With the iPhone 6, I feel I have finally broken away from using a desktop and a dedicated high quality camera which required an old school production workflow to make films and videos. The freedom of doing all of this on a highly portable device that I could carry around in my pocket was a revelation. Despite the appearance of some rather attractive 4K cameras for sale in the past year or so that I would love to have in the studio, a part of me thinks there’s no point in using them. They might produce a better image, but having that device in your pocket that lets you shoot, edit and distribute from anywhere is just about impossible to beat. It delivers a feeling of freedom and flexibility that traditional methods have never allowed.

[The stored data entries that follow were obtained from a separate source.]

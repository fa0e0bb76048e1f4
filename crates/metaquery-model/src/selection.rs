use serde::{Deserialize, Serialize};

/// Ordered list of requested field identifiers. May contain duplicates.
#[derive(Debug, Clone, Default, PartialEq, Eq, Serialize, Deserialize)]
#[serde(transparent)]
pub struct Selection {
    field_ids: Vec<String>,
}

impl Selection {
    pub fn new(field_ids: Vec<String>) -> Self {
        Self { field_ids }
    }

    pub fn field_ids(&self) -> &[String] {
        &self.field_ids
    }

    pub fn len(&self) -> usize {
        self.field_ids.len()
    }

    pub fn is_empty(&self) -> bool {
        self.field_ids.is_empty()
    }

    pub fn iter(&self) -> impl Iterator<Item = &str> {
        self.field_ids.iter().map(String::as_str)
    }
}

impl From<Vec<String>> for Selection {
    fn from(field_ids: Vec<String>) -> Self {
        Self::new(field_ids)
    }
}

impl<S: Into<String>> FromIterator<S> for Selection {
    fn from_iter<I: IntoIterator<Item = S>>(iter: I) -> Self {
        Self::new(iter.into_iter().map(Into::into).collect())
    }
}
//! CLI library components for MetaQuery.

pub mod logging;
pub mod pipeline;
use std::path::PathBuf;

#[derive(Debug, thiserror::Error)]
pub enum ReportError {
    #[error("failed to write {path}: {source}")]
    Io {
        path: PathBuf,
        #[source]
        source: std::io::Error,
    },

    #[error("failed to serialize audit record: {0}")]
    Json(#[from] serde_json::Error),
}

impl ReportError {
    pub(crate) fn io(path: impl Into<PathBuf>, source: std::io::Error) -> Self {
        Self::Io {
            path: path.into(),
            source,
        }
    }
}

pub type Result<T> = std::result::Result<T, ReportError>;
//! Error types for input loading.

use std::path::PathBuf;
use thiserror::Error;

/// Malformed or unreadable input documents. Fatal to a run.
#[derive(Debug, Error)]
pub enum IngestError {
    #[error("file not found: {path}")]
    FileNotFound { path: PathBuf },

    #[error("failed to read file {path}: {source}")]
    FileRead {
        path: PathBuf,
        #[source]
        source: std::io::Error,
    },

    #[error("invalid YAML in {path}: {source}")]
    Yaml {
        path: PathBuf,
        #[source]
        source: serde_yaml::Error,
    },

    #[error("top-level YAML must be a mapping in {path}")]
    NotAMapping { path: PathBuf },

    #[error("missing '{key}' key in {path}")]
    MissingKey { key: &'static str, path: PathBuf },

    #[error("'{key}' must be a list in {path}")]
    NotAList { key: &'static str, path: PathBuf },

    /// A list entry or attribute has the wrong shape (e.g., `fields[2].sql_expr`).
    #[error("{location} must be {expected} in {path}")]
    InvalidEntry {
        location: String,
        expected: &'static str,
        path: PathBuf,
    },
}

impl IngestError {
    pub(crate) fn invalid_entry(
        location: impl Into<String>,
        expected: &'static str,
        path: impl Into<PathBuf>,
    ) -> Self {
        Self::InvalidEntry {
            location: location.into(),
            expected,
            path: path.into(),
        }
    }
}

pub type Result<T> = std::result::Result<T, IngestError>;
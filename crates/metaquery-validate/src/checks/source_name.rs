//! Source identifiers reachable from the selection must be safe table names.

use indexmap::IndexSet;
use metaquery_model::{Field, GovernanceError};

use crate::patterns::is_valid_source_name;

/// Sources are reported in order of first appearance; field ids in
/// selection order, each once.
pub fn check(fields: &[&Field]) -> Result<(), GovernanceError> {
    let mut invalid_sources: IndexSet<&str> = IndexSet::new();
    let mut field_ids: IndexSet<&str> = IndexSet::new();
    for field in fields {
        if !is_valid_source_name(&field.datatable_id) {
            invalid_sources.insert(field.datatable_id.as_str());
            field_ids.insert(field.field_id.as_str());
        }
    }
    let Some(first) = invalid_sources.first() else {
        return Ok(());
    };
    Err(GovernanceError::InvalidSourceName {
        datatable_id: (*first).to_string(),
        invalid_sources: invalid_sources.iter().map(|source| (*source).to_string()).collect(),
        field_ids: field_ids.into_iter().map(str::to_string).collect(),
    })
}
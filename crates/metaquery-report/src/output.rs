//! Artifact writing.

use std::fs;
use std::path::{Path, PathBuf};

use tracing::{debug, info};

use crate::audit::AuditRecord;
use crate::error::{ReportError, Result};

pub const AUDIT_FILE_NAME: &str = "audit.json";
pub const EXPLAIN_FILE_NAME: &str = "explain.txt";
pub const QUERY_FILE_NAME: &str = "query.sql";

/// Paths of the artifacts written for one run.
#[derive(Debug, Clone, PartialEq, Eq)]
pub struct ArtifactPaths {
    pub audit: PathBuf,
    pub explanation: PathBuf,
    pub query: Option<PathBuf>,
}

/// Write `audit.json` and `explain.txt`, plus `query.sql` when SQL is given.
///
/// A `query.sql` left over from an earlier run is removed when no SQL is
/// given, so the directory never pairs a blocked audit with a stale query.
pub fn write_artifacts(
    output_dir: &Path,
    audit: &AuditRecord,
    explanation: &str,
    sql: Option<&str>,
) -> Result<ArtifactPaths> {
    fs::create_dir_all(output_dir).map_err(|source| ReportError::io(output_dir, source))?;

    let audit_path = output_dir.join(AUDIT_FILE_NAME);
    write_file(&audit_path, &audit.to_json()?)?;

    let explanation_path = output_dir.join(EXPLAIN_FILE_NAME);
    write_file(&explanation_path, explanation)?;

    let query_path = output_dir.join(QUERY_FILE_NAME);
    let query = match sql {
        Some(sql) => {
            write_file(&query_path, sql)?;
            Some(query_path)
        }
        None => {
            if query_path.is_file() {
                fs::remove_file(&query_path)
                    .map_err(|source| ReportError::io(&query_path, source))?;
                debug!(path = %query_path.display(), "removed stale query");
            }
            None
        }
    };

    info!(
        output_dir = %output_dir.display(),
        query_written = query.is_some(),
        "artifacts written"
    );
    Ok(ArtifactPaths {
        audit: audit_path,
        explanation: explanation_path,
        query,
    })
}

fn write_file(path: &Path, contents: &str) -> Result<()> {
    fs::write(path, contents).map_err(|source| ReportError::io(path, source))?;
    debug!(path = %path.display(), bytes = contents.len(), "wrote artifact");
    Ok(())
}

I had a taste of this freedom with the iPhone 5 and the recording of the previous podcast I worked on: FiST Chat. When my aforementioned HDV camera broke down completely, I contemplated getting another camera, but then realised my iPhone 5 had a 1080p camera built right in; all I needed to do was get the right tripod mount for it. Steve and I were able to do around 50 or so episodes using the iPhone 5 before we finished that podcast. It worked brilliantly and actually yielded a better image (ie 1080p vs 1080i). You can watch the first episode we filmed off the iPhone below:
However, the limitation with the iPhone 5 was that it worked best when it was locked off with a stationary frame. Camera movement didn’t yield good results because there wasn’t good image stabilisation on that model (which procluded taking the iPhone 5 on the road for mobile production). That all changed with the iPhone 6. Hand held camera moves while walking suddenly became as smooth as steadicam footage. The true mobile production studio had arrived. And I was, and still am, excited by the possibilities for video and media production that this device is capable of. Putting together a high quality video almost as easily as writing a blog post like this is a truly amazing breakthrough in consumer and mobile device technology.

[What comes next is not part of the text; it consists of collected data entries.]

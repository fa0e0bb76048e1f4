use indexmap::IndexMap;
use serde::{Deserialize, Serialize};

/// A governed field: one SQL expression read from exactly one source table.
#[derive(Debug, Clone, PartialEq, Eq, Serialize, Deserialize)]
pub struct Field {
    /// Stable identifier referenced by selections (e.g., "model_id").
    pub field_id: String,
    /// Human-readable label.
    #[serde(default, skip_serializing_if = "Option::is_none")]
    pub label: Option<String>,
    /// Source table or view identifier (e.g., "MODELS").
    pub datatable_id: String,
    /// Trusted SQL expression emitted verbatim into the SELECT list.
    pub sql_expr: String,
}

impl Field {
    pub fn new(
        field_id: impl Into<String>,
        datatable_id: impl Into<String>,
        sql_expr: impl Into<String>,
    ) -> Self {
        Self {
            field_id: field_id.into(),
            label: None,
            datatable_id: datatable_id.into(),
            sql_expr: sql_expr.into(),
        }
    }

    #[must_use]
    pub fn with_label(mut self, label: impl Into<String>) -> Self {
        self.label = Some(label.into());
        self
    }
}

/// Field definitions keyed by `field_id`, in declaration order.
///
/// Re-declaring an identifier replaces the earlier definition but keeps its
/// original position.
#[derive(Debug, Clone, Default, PartialEq, Eq)]
pub struct FieldDictionary {
    fields: IndexMap<String, Field>,
}

impl FieldDictionary {
    pub fn new() -> Self {
        Self::default()
    }

    /// Insert a field, returning the definition it replaced (if any).
    pub fn insert(&mut self, field: Field) -> Option<Field> {
        self.fields.insert(field.field_id.clone(), field)
    }

    pub fn get(&self, field_id: &str) -> Option<&Field> {
        self.fields.get(field_id)
    }

    pub fn contains(&self, field_id: &str) -> bool {
        self.fields.contains_key(field_id)
    }

    pub fn len(&self) -> usize {
        self.fields.len()
    }

    pub fn is_empty(&self) -> bool {
        self.fields.is_empty()
    }

    /// Fields in declaration order.
    pub fn iter(&self) -> impl Iterator<Item = &Field> {
        self.fields.values()
    }

    /// All known identifiers, sorted ascending.
    pub fn sorted_ids(&self) -> Vec<String> {
        let mut ids: Vec<String> = self.fields.keys().cloned().collect();
        ids.sort();
        ids
    }
}

impl FromIterator<Field> for FieldDictionary {
    fn from_iter<I: IntoIterator<Item = Field>>(iter: I) -> Self {
        let mut dictionary = Self::new();
        for field in iter {
            dictionary.insert(field);
        }
        dictionary
    }
}
//! CLI argument definitions for MetaQuery.

use std::path::PathBuf;

use clap::{Parser, Subcommand, ValueEnum};
use clap_verbosity_flag::{Verbosity, WarnLevel};
use colorchoice_clap::Color;

#[derive(Parser)]
#[command(
    name = "metaquery",
    version,
    about = "MetaQuery - Governed single-source SQL from a field dictionary",
    long_about = "Validate a field selection against a governed field dictionary.\n\n\
                  Allowed selections produce query.sql; every run produces\n\
                  audit.json and explain.txt.\n\n\
                  Exit codes: 0 = ALLOW, 1 = BLOCK, 2 = unreadable or malformed input."
)]
pub struct Cli {
    #[command(subcommand)]
    pub command: Command,

    /// Adjust log verbosity (-v for info, -vv for debug, -q for errors only).
    #[command(flatten)]
    pub verbosity: Verbosity<WarnLevel>,

    /// Control ANSI color output (auto, always, never).
    #[command(flatten)]
    pub color: Color,

    /// Explicit log level (overrides -v/-q flags).
    #[arg(long = "log-level", value_enum, global = true)]
    pub log_level: Option<LogLevelArg>,

    /// Log output format (pretty for human, json for machine parsing).
    #[arg(
        long = "log-format",
        value_enum,
        default_value = "pretty",
        global = true
    )]
    pub log_format: LogFormatArg,

    /// Write logs to a file instead of stderr.
    #[arg(long = "log-file", value_name = "PATH", global = true)]
    pub log_file: Option<PathBuf>,

    /// Prefix log lines with a timestamp.
    #[arg(long = "log-timestamps", global = true)]
    pub log_timestamps: bool,

    /// Include the emitting module path in log lines.
    #[arg(long = "log-target", global = true)]
    pub log_target: bool,
}

#[derive(Subcommand)]
pub enum Command {
    /// Validate a selection and generate query.sql, audit.json and explain.txt.
    Build(BuildArgs),

    /// List the fields defined in a field dictionary.
    Fields(FieldsArgs),
}

#[derive(Parser)]
pub struct BuildArgs {
    /// Path to the selection YAML (selected_field_ids).
    #[arg(value_name = "SELECTION")]
    pub selection: PathBuf,

    /// Path to the field dictionary YAML (fields).
    #[arg(long = "fields", value_name = "FIELDS")]
    pub fields: PathBuf,

    /// Directory for generated artifacts.
    #[arg(long = "output-dir", value_name = "DIR", default_value = ".")]
    pub output_dir: PathBuf,

    /// Validate and report without writing artifacts.
    #[arg(long = "dry-run")]
    pub dry_run: bool,
}

#[derive(Parser)]
pub struct FieldsArgs {
    /// Path to the field dictionary YAML (fields).
    #[arg(long = "fields", value_name = "FIELDS")]
    pub fields: PathBuf,
}

/// CLI log level choices.
#[derive(Clone, Copy, ValueEnum)]
pub enum LogLevelArg {
    Error,
    Warn,
    Info,
    Debug,
    Trace,
}

/// CLI log format choices.
#[derive(Clone, Copy, ValueEnum)]
pub enum LogFormatArg {
    Pretty,
    Compact,
    Json,
}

When I first started making films back in 1997-98, the computer I used to edit my first videos was barely able to cut a handful of different SD quality shots together without yielding the infamous Windows blue screen of death. Doing simple graphic renders, like the old radial blur filter from Adobe Premiere 5.1 that I used on one of my early films would take nine hours to render on a 30 second clip. And later in 2001, I couldn’t keep a 100 minute feature film timeline open all at once because the computer would either crash or not have enough hard drive space to store all the rendered elements (this proved to be a challenge when trying to render out the final master!). Now in 2015, I have a device in my pocket that can do full playback previews with little to no render time, with HD video, no tape, more onboard storage, and the ability to upload straight to the internet for everyone to see immediately. How things can change in two decades!